### Work instruction:
Look over the lines below. Report each one that includes the string "Cancellable".

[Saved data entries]

◆ ◆ ◆ ◆ ◆

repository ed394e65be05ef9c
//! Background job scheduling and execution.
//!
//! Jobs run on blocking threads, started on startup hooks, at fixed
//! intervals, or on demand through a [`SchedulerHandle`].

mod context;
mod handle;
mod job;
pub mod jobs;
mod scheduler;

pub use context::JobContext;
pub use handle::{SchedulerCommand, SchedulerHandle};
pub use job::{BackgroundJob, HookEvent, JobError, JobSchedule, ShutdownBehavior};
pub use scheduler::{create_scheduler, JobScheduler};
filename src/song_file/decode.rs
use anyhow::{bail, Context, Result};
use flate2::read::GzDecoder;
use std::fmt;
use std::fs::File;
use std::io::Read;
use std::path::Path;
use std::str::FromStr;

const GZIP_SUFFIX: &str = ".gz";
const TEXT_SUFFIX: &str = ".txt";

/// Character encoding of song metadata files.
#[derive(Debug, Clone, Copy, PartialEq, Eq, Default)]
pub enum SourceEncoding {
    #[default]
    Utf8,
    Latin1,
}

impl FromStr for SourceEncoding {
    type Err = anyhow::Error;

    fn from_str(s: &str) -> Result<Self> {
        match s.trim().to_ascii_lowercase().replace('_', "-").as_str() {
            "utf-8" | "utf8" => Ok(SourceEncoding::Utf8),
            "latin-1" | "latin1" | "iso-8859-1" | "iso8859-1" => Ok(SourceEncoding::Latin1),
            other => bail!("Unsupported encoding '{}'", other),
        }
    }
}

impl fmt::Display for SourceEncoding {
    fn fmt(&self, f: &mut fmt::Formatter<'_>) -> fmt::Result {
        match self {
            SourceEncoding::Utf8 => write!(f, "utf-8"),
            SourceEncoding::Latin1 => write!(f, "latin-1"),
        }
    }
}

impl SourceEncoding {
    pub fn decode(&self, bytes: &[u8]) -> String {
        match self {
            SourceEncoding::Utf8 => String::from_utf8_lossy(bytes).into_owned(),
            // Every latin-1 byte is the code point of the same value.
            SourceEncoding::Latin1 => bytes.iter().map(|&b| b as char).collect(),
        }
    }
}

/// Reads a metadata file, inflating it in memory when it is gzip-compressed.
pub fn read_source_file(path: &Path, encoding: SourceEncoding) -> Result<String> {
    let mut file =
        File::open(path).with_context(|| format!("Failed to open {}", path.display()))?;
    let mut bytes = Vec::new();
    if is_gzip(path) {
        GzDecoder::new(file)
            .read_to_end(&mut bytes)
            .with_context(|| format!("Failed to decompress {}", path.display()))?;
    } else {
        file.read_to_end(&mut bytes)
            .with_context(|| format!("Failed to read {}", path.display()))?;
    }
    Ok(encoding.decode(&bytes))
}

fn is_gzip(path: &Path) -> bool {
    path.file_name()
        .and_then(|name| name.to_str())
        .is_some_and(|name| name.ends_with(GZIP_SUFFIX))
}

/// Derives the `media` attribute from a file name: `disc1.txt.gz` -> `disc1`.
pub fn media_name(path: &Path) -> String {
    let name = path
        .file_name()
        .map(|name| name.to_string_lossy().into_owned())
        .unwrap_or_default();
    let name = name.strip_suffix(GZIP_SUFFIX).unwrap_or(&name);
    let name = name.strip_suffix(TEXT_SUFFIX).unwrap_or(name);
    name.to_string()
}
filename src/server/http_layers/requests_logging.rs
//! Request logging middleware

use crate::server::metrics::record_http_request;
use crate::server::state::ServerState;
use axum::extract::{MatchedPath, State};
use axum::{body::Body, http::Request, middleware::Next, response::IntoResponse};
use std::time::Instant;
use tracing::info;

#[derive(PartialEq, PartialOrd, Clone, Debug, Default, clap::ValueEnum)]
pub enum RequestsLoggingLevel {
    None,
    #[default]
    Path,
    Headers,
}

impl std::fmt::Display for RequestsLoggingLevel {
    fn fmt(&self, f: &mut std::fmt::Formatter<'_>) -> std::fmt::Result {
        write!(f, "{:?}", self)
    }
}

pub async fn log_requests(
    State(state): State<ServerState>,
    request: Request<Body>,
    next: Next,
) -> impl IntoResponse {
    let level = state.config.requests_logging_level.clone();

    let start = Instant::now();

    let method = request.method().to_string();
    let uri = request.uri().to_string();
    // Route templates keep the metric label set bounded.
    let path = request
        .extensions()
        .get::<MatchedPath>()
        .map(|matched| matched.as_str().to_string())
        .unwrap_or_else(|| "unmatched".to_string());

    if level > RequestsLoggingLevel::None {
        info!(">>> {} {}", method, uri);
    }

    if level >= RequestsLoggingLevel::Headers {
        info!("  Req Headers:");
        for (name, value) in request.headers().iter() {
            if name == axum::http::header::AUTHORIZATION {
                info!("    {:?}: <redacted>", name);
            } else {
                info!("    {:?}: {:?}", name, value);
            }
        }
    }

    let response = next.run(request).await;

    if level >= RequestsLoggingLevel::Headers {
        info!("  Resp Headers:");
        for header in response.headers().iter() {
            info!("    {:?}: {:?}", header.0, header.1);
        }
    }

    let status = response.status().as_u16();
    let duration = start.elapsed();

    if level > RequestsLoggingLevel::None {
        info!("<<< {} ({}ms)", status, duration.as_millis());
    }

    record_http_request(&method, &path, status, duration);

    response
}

◆ ◆ ◆ ◆ ◆

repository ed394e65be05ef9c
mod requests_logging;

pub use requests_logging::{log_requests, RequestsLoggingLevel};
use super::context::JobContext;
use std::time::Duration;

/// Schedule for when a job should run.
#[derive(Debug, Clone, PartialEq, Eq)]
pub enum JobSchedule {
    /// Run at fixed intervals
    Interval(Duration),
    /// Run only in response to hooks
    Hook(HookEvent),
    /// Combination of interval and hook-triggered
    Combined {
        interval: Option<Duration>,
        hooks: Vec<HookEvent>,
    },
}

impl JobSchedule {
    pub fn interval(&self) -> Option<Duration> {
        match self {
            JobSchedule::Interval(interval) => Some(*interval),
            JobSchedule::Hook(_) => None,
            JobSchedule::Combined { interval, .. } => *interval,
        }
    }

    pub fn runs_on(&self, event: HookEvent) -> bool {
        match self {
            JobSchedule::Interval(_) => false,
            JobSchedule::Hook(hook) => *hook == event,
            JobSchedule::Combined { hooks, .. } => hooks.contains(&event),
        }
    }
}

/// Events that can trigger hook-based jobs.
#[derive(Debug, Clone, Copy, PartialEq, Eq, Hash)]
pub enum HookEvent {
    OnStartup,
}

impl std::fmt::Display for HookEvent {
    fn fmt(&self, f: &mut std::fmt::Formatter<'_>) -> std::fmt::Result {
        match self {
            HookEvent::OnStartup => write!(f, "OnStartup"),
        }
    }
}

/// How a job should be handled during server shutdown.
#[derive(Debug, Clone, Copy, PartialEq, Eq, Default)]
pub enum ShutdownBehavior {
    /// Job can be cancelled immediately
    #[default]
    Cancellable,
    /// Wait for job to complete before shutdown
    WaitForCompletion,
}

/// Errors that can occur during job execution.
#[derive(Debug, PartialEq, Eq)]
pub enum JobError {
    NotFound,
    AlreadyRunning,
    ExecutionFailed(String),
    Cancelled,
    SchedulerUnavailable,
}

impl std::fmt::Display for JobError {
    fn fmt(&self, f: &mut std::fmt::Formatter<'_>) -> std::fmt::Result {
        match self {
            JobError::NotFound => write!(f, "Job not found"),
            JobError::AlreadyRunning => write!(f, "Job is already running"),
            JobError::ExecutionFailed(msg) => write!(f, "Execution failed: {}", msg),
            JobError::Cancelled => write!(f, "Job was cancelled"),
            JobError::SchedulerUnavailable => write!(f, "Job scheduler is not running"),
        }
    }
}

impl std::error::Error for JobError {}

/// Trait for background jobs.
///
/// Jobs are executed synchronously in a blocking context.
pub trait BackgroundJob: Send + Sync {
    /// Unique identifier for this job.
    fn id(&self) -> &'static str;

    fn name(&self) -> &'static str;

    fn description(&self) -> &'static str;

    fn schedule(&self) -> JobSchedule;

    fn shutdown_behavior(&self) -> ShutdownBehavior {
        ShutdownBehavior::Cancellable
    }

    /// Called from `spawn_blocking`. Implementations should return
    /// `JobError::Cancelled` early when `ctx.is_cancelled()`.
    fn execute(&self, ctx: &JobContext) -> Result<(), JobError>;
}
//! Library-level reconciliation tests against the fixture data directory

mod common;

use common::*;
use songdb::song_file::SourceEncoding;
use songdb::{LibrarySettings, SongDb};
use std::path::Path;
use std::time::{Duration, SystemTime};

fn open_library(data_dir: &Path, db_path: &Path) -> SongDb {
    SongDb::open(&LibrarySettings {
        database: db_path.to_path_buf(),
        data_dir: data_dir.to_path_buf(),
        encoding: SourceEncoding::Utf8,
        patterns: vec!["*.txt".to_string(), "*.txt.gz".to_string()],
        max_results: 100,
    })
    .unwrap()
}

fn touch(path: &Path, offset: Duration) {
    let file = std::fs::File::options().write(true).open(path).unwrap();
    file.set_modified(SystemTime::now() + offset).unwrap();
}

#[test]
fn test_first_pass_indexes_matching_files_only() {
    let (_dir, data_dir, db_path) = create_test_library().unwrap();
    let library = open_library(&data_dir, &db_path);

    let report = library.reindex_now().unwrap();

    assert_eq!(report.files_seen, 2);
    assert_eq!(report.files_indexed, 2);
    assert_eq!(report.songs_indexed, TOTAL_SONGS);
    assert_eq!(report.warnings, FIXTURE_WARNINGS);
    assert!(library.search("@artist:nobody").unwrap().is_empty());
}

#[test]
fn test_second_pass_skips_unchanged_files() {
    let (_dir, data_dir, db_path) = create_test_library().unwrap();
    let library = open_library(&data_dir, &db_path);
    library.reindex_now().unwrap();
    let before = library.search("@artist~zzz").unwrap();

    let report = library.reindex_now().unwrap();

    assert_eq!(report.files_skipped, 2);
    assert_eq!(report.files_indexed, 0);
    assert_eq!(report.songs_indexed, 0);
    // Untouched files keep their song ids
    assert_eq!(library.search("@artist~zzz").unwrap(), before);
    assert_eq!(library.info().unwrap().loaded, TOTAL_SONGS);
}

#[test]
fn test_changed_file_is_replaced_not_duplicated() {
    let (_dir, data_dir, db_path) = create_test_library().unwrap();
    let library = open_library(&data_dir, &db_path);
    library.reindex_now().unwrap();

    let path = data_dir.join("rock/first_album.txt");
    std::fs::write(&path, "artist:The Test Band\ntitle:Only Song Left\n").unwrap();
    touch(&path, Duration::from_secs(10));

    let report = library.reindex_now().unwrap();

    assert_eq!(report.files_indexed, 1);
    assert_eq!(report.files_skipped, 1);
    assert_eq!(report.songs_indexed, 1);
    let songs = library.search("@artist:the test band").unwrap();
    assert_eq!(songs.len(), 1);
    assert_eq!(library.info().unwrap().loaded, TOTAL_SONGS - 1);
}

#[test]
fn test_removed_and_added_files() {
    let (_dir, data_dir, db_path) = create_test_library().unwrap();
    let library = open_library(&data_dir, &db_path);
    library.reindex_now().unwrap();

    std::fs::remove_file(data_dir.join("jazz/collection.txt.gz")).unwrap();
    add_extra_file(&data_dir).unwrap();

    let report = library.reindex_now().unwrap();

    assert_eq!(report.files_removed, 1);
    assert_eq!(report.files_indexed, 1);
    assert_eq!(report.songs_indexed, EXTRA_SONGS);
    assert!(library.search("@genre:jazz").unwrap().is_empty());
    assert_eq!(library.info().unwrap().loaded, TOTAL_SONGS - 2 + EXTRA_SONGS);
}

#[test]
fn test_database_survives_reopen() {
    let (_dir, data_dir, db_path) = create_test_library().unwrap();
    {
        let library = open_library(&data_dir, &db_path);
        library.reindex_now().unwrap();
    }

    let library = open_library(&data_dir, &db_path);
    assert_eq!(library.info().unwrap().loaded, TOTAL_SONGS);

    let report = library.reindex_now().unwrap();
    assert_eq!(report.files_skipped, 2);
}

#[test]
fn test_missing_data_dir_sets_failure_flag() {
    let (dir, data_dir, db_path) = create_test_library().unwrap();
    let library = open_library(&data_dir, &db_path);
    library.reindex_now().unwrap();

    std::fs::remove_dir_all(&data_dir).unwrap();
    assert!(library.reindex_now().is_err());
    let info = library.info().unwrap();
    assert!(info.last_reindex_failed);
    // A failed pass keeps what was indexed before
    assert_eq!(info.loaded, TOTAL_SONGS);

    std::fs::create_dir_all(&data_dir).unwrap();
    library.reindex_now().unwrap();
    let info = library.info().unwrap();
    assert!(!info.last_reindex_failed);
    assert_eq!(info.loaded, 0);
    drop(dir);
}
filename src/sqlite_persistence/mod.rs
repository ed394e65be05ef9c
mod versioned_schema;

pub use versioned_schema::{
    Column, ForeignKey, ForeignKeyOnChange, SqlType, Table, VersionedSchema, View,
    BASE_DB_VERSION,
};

◆ ◆ ◆ ◆ ◆

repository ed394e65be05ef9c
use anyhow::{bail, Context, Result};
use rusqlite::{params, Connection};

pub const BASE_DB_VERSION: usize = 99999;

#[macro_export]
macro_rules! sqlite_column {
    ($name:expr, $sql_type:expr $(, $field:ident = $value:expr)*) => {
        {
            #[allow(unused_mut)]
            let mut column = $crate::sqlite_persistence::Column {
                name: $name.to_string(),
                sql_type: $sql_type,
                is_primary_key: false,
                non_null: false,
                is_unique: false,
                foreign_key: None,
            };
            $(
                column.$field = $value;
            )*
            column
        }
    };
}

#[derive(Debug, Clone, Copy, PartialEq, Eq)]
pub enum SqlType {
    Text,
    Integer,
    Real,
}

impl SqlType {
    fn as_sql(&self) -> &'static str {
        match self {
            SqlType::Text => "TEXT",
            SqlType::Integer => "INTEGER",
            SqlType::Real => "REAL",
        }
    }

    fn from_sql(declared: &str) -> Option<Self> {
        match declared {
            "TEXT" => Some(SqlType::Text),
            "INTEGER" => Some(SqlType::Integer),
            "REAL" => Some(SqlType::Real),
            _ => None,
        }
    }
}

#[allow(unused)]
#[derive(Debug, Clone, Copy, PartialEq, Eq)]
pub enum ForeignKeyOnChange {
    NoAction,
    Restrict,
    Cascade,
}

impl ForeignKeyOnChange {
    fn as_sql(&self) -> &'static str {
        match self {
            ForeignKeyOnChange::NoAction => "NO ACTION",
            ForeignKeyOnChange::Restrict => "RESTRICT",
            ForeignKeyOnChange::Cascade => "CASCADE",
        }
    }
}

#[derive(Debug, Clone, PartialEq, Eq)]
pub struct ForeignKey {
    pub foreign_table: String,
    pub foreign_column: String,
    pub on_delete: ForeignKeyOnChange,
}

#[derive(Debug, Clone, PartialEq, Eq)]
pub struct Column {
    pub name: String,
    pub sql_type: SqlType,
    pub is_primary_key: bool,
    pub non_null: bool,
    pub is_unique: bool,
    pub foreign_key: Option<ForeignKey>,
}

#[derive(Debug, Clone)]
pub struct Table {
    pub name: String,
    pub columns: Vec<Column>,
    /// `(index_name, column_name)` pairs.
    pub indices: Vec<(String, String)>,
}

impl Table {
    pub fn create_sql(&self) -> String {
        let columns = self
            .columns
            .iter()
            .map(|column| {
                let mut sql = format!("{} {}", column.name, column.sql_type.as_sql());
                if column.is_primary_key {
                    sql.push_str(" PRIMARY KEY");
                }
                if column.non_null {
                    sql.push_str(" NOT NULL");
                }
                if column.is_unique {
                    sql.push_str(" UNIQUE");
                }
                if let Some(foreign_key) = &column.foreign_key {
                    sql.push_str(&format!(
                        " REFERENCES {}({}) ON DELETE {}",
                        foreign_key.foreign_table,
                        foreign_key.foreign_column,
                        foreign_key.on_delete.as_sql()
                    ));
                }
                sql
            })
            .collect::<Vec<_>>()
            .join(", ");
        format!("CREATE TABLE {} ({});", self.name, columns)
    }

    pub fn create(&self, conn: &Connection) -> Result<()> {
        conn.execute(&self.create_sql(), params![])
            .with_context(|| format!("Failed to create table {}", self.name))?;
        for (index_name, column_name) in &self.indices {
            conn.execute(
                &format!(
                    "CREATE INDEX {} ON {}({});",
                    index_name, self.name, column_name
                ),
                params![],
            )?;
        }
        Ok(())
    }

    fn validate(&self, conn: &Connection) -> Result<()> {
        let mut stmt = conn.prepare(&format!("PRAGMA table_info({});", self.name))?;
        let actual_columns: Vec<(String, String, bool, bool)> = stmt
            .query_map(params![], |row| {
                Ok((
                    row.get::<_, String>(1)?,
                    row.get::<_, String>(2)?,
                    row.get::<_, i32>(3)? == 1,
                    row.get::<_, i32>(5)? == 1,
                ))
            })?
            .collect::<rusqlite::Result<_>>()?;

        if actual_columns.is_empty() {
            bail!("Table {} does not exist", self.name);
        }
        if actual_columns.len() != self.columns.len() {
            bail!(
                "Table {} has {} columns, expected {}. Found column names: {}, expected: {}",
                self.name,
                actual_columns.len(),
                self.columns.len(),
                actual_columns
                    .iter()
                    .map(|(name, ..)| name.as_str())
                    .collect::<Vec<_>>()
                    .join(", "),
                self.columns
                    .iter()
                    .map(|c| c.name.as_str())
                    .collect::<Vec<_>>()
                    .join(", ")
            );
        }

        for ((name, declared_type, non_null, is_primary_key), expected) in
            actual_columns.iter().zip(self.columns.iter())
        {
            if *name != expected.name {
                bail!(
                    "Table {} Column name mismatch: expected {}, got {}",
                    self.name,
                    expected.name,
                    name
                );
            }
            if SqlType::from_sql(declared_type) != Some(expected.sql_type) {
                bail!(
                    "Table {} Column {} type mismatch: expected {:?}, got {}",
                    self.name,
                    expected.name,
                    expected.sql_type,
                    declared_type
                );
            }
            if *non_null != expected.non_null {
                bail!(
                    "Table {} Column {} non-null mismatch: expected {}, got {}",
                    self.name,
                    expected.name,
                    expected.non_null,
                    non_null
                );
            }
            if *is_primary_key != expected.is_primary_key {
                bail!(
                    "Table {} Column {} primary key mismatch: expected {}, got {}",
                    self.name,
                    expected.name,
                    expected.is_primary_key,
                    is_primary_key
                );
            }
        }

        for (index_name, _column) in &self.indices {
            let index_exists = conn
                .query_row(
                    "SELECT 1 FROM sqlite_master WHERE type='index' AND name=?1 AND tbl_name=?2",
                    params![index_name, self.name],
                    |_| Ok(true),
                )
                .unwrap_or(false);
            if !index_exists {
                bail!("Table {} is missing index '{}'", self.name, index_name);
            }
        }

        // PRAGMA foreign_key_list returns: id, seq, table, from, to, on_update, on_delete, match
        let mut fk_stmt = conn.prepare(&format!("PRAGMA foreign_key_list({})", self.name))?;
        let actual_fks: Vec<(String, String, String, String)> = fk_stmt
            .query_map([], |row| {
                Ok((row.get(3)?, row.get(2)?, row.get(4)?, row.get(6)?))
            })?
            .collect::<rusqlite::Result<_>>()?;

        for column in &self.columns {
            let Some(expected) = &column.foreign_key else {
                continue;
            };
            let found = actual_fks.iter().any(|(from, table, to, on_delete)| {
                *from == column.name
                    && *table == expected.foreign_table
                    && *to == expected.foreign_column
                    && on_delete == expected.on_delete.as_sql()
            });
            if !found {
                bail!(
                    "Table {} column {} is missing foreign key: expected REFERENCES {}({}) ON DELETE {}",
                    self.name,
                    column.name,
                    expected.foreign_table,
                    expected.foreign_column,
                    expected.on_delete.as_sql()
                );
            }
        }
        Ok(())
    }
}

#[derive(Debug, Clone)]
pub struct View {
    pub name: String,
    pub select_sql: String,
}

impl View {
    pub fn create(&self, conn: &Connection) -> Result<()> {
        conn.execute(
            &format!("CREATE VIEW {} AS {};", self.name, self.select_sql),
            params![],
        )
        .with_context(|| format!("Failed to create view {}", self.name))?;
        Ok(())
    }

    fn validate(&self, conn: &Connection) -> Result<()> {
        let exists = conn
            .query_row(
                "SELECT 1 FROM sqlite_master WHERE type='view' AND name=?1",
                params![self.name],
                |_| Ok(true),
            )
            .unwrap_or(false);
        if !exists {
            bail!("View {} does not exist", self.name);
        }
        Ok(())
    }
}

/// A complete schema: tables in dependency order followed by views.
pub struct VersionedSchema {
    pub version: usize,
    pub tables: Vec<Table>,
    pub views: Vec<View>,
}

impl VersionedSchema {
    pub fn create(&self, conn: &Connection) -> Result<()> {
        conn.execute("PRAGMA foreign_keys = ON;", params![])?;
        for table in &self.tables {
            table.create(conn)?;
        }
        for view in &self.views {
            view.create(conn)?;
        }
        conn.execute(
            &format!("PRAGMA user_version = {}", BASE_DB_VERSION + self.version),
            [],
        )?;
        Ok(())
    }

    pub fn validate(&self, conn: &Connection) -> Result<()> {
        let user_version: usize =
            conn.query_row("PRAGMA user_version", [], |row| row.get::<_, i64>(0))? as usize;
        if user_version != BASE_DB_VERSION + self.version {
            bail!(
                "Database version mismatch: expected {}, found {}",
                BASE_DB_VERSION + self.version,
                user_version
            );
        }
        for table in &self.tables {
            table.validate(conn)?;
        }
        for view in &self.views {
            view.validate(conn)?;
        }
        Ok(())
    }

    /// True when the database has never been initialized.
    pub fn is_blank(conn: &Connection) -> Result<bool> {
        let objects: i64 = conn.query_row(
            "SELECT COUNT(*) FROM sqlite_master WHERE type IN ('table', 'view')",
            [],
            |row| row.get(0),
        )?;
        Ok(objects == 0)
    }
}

◆ ◆ ◆ ◆ ◆

### Response box:
    Cancellable,
        ShutdownBehavior::Cancellable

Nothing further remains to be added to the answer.